:: WORK ORDER ::
Bring together every line in the data that includes "average".

:: DATA RECORDS ::

//! smokesense - log cigarettes and see your patterns from the terminal
//!
//! Uses XDG Base Directory specification for file locations:
//! - Database: $XDG_DATA_HOME/smokesense/data.db (~/.local/share/smokesense/data.db)
//! - Config: $XDG_CONFIG_HOME/smokesense/config.toml (~/.config/smokesense/config.toml)
//! - Logs: $XDG_STATE_HOME/smokesense/ (~/.local/state/smokesense/)

mod render;

use anyhow::{Context, Result};
use chrono::{DateTime, Local, TimeZone, Utc};
use clap::{Args as ClapArgs, Parser, Subcommand};
use serde::Serialize;
use smokesense_core::analytics::{
    elapsed_minutes, milestone_states, project_with, DashboardStats, Insights, MilestoneState,
    RecoveryStatus, RecoveryTracker, StatsReport,
};
use smokesense_core::wellness::{quote_of_the_day, suggest_ritual, Quote, Ritual, RITUALS};
use smokesense_core::{
    effective_unit_price, Activity, Config, Database, Location, LogFilter, Mood, Phase, Profile,
    SmokeLog,
};

#[derive(Parser, Debug)]
#[command(name = "smokesense")]
#[command(about = "Track cigarettes, spot your triggers, watch your body recover")]
#[command(version)]
struct Args {
    /// User to act for (default: from config)
    #[arg(long, global = true)]
    user: Option<String>,

    /// Print JSON instead of text
    #[arg(long, global = true)]
    json: bool,

    #[command(subcommand)]
    command: Command,
}

#[derive(Subcommand, Debug)]
enum Command {
    /// Record a cigarette
    Log {
        #[arg(long)]
        mood: Option<Mood>,

        #[arg(long)]
        activity: Option<Activity>,

        #[arg(long)]
        location: Option<Location>,

        /// Seconds spent on the delay timer first
        #[arg(long)]
        delay: Option<i64>,

        #[arg(long)]
        note: Option<String>,

        /// When it happened, as RFC 3339 (default: now)
        #[arg(long)]
        at: Option<String>,
    },

    /// Delete logs. The profile is kept.
    Reset {
        /// Only delete logs from today's local calendar day
        #[arg(long)]
        today: bool,
    },

    /// Show or edit the profile
    Profile {
        #[command(subcommand)]
        action: ProfileAction,
    },

    /// Today's counter, weekly trend and quick stats
    Dashboard,

    /// Statistics over the configured window (default 30 days)
    Stats,

    /// Triggers, archetype and tips
    Insights,

    /// Recovery milestones since the last cigarette
    Health,

    /// A quick ritual to ride out a craving
    Shield {
        /// List every ritual
        #[arg(long)]
        all: bool,
    },

    /// Savings from cutting down
    Project {
        /// Reduction in percent
        #[arg(long, default_value_t = 50.0)]
        reduction: f64,

        /// Cigarettes per day (default: your recent average)
        #[arg(long)]
        average: Option<f64>,

        /// Price per cigarette (default: from profile)
        #[arg(long)]
        price: Option<f64>,
    },
}

#[derive(Subcommand, Debug)]
enum ProfileAction {
    /// Print the profile
    Show,
    /// Update profile fields
    Set(ProfileUpdate),
}

#[derive(ClapArgs, Debug)]
struct ProfileUpdate {
    #[arg(long)]
    name: Option<String>,

    #[arg(long)]
    phase: Option<Phase>,

    /// Daily budget; 0 clears it
    #[arg(long)]
    budget: Option<u32>,

    /// Price per cigarette
    #[arg(long)]
    price: Option<f64>,

    #[arg(long)]
    motivation: Option<String>,

    #[arg(long)]
    motivation_image: Option<String>,

    /// Show the app under a neutral name
    #[arg(long)]
    disguise: Option<bool>,

    #[arg(long)]
    disguise_name: Option<String>,
}

/// Everything a command needs.
struct App {
    config: Config,
    db: Database,
    user: String,
    json: bool,
}

impl App {
    fn logs(&self) -> Result<Vec<SmokeLog>> {
        self.db
            .list_logs(&self.user, &LogFilter::default())
            .context("failed to read logs")
    }

    fn profile(&self) -> Result<Option<Profile>> {
        self.db
            .get_profile(&self.user)
            .context("failed to read profile")
    }

    fn dashboard(&self, now: &DateTime<Local>) -> Result<DashboardStats> {
        let logs = self.logs()?;
        let profile = self.profile()?;
        Ok(DashboardStats::compute(
            &logs,
            profile.as_ref(),
            &self.config.analytics,
            now,
        ))
    }

    fn stats(&self, now: &DateTime<Local>) -> Result<StatsReport> {
        let logs = self.logs()?;
        let profile = self.profile()?;
        Ok(StatsReport::compute(
            &logs,
            profile.as_ref(),
            &self.config.analytics,
            now,
        ))
    }

    fn currency(&self) -> &str {
        &self.config.analytics.currency_symbol
    }
}

fn main() -> Result<()> {
    let args = Args::parse();

    let config = Config::load().context("failed to load configuration")?;
    let _log_guard = smokesense_core::logging::init(&config.logging).ok();

    let db = Database::open(&Config::database_path()).context("failed to open database")?;
    db.migrate().context("failed to run migrations")?;

    let user = args.user.unwrap_or_else(|| config.user.id.clone());
    tracing::debug!(user = %user, command = ?args.command, "Running command");

    let app = App {
        config,
        db,
        user,
        json: args.json,
    };
    let now = Local::now();

    match args.command {
        Command::Log {
            mood,
            activity,
            location,
            delay,
            note,
            at,
        } => {
            let at = match at {
                Some(text) => DateTime::parse_from_rfc3339(&text)
                    .with_context(|| format!("invalid --at timestamp: {}", text))?
                    .with_timezone(&Utc),
                None => now.with_timezone(&Utc),
            };
            let mut log = SmokeLog::new(app.user.clone(), at);
            log.mood = mood;
            log.activity = activity;
            log.location = location;
            log.notes = note;
            if let Some(seconds) = delay {
                log = log.with_delay(seconds);
            }
            cmd_log(&app, &log, &now)
        }
        Command::Reset { today } => cmd_reset(&app, today, &now),
        Command::Profile { action } => match action {
            ProfileAction::Show => cmd_profile_show(&app),
            ProfileAction::Set(update) => cmd_profile_set(&app, update),
        },
        Command::Dashboard => {
            let stats = app.dashboard(&now)?;
            if app.json {
                print_json(&stats)
            } else {
                render::print_dashboard(&stats, app.currency(), now.with_timezone(&Utc));
                Ok(())
            }
        }
        Command::Stats => {
            let stats = app.stats(&now)?;
            if app.json {
                print_json(&stats)
            } else {
                render::print_stats(&stats, app.currency());
                Ok(())
            }
        }
        Command::Insights => {
            let insights = Insights::compute(&app.logs()?, &Local);
            if app.json {
                print_json(&insights)
            } else {
                render::print_insights(&insights);
                Ok(())
            }
        }
        Command::Health => cmd_health(&app, &now),
        Command::Shield { all } => cmd_shield(&app, all, &now),
        Command::Project {
            reduction,
            average,
            price,
        } => cmd_project(&app, reduction, average, price, &now),
    }
}

fn print_json<T: Serialize>(value: &T) -> Result<()> {
    let json = serde_json::to_string_pretty(value).context("failed to serialize output")?;
    println!("{}", json);
    Ok(())
}

fn cmd_log(app: &App, log: &SmokeLog, now: &DateTime<Local>) -> Result<()> {
    app.db.insert_log(log).context("failed to record log")?;

    if app.json {
        return print_json(log);
    }

    let stats = app.dashboard(now)?;
    println!("Logged. Today: {}", stats.today_count);
    if let Some(message) = stats.budget.message() {
        println!("{}", message);
    }
    Ok(())
}

fn cmd_reset(app: &App, today: bool, now: &DateTime<Local>) -> Result<()> {
    let removed = if today {
        let midnight = now
            .date_naive()
            .and_hms_opt(0, 0, 0)
            .and_then(|start| Local.from_local_datetime(&start).earliest())
            .context("failed to resolve local midnight")?;
        app.db
            .delete_logs_since(&app.user, midnight.with_timezone(&Utc))
            .context("failed to delete today's logs")?
    } else {
        app.db
            .delete_all_logs(&app.user)
            .context("failed to delete logs")?
    };

    if app.json {
        return print_json(&serde_json::json!({ "deleted": removed }));
    }
    println!("Deleted {} log(s).", removed);
    Ok(())
}

fn cmd_profile_show(app: &App) -> Result<()> {
    let profile = app
        .profile()?
        .unwrap_or_else(|| Profile::new(app.user.clone()));
    if app.json {
        print_json(&profile)
    } else {
        render::print_profile(&profile, app.currency());
        Ok(())
    }
}

fn cmd_profile_set(app: &App, update: ProfileUpdate) -> Result<()> {
    let mut profile = app
        .profile()?
        .unwrap_or_else(|| Profile::new(app.user.clone()));

    if let Some(name) = update.name {
        profile.display_name = Some(name).filter(|n| !n.trim().is_empty());
    }
    if let Some(phase) = update.phase {
        profile.phase = phase;
    }
    if let Some(budget) = update.budget {
        profile.daily_budget = Some(budget).filter(|&b| b > 0);
    }
    if let Some(price) = update.price {
        if !price.is_finite() || price <= 0.0 {
            anyhow::bail!("--price must be a positive number");
        }
        profile.unit_price = Some(price);
    }
    if let Some(text) = update.motivation {
        profile.motivation_text = Some(text).filter(|t| !t.trim().is_empty());
    }
    if let Some(image) = update.motivation_image {
        profile.motivation_image = Some(image).filter(|i| !i.trim().is_empty());
    }
    if let Some(enabled) = update.disguise {
        profile.disguise_enabled = enabled;
    }
    if let Some(name) = update.disguise_name {
        if name.trim().is_empty() {
            anyhow::bail!("--disguise-name must not be empty");
        }
        profile.disguise_name = name;
    }

    app.db
        .save_profile(&profile)
        .context("failed to save profile")?;

    if app.json {
        print_json(&profile)
    } else {
        println!("Profile saved.");
        render::print_profile(&profile, app.currency());
        Ok(())
    }
}

/// Recovery view for `health`.
#[derive(Debug, Serialize)]
struct HealthReport {
    last_logged_at: Option<DateTime<Utc>>,
    elapsed_minutes: Option<i64>,
    status: Option<RecoveryStatus>,
    milestones: Vec<MilestoneState>,
    motivation: Option<String>,
    quote: &'static Quote,
}

fn cmd_health(app: &App, local_now: &DateTime<Local>) -> Result<()> {
    let now = local_now.with_timezone(&Utc);
    let last = app
        .db
        .latest_log(&app.user)
        .context("failed to read latest log")?
        .and_then(|log| log.occurred_at());

    let tracker = RecoveryTracker::new(last);
    let elapsed = last.map(|ts| elapsed_minutes(ts, now));
    let report = HealthReport {
        last_logged_at: last,
        elapsed_minutes: elapsed,
        status: tracker.status(now),
        milestones: elapsed.map(milestone_states).unwrap_or_default(),
        motivation: app.profile()?.and_then(|p| p.motivation_text),
        quote: quote_of_the_day(local_now.date_naive()),
    };

    if app.json {
        print_json(&report)
    } else {
        render::print_health(report.status.as_ref(), &report.milestones, last, now);
        render::print_motivation(report.motivation.as_deref(), report.quote);
        Ok(())
    }
}

fn cmd_shield(app: &App, all: bool, now: &DateTime<Local>) -> Result<()> {
    let rituals: Vec<&'static Ritual> = if all {
        RITUALS.iter().collect()
    } else {
        vec![suggest_ritual(now.with_timezone(&Utc))]
    };

    if app.json {
        print_json(&rituals)
    } else {
        render::print_rituals(&rituals);
        Ok(())
    }
}

fn cmd_project(
    app: &App,
    reduction: f64,
    average: Option<f64>,
    price: Option<f64>,
    now: &DateTime<Local>,
) -> Result<()> {
    let average = match average {
        Some(avg) => avg,
        None => app.stats(now)?.projection_baseline,
    };
    let price = match price {
        Some(price) => price,
        None => {
            let profile = app.profile()?;
            effective_unit_price(profile.as_ref(), app.config.analytics.default_unit_price)
        }
    };

    let projection = project_with(
        average,
        reduction,
        price,
        app.config.analytics.minutes_per_unit,
    );

    if app.json {
        print_json(&projection)
    } else {
        render::print_projection(&projection, app.currency());
        Ok(())
    }
}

:: TASK ANSWER ::
        /// Cigarettes per day (default: your recent average)
        average: Option<f64>,
            average,
        } => cmd_project(&app, reduction, average, price, &now),
    average: Option<f64>,
    let average = match average {
        average,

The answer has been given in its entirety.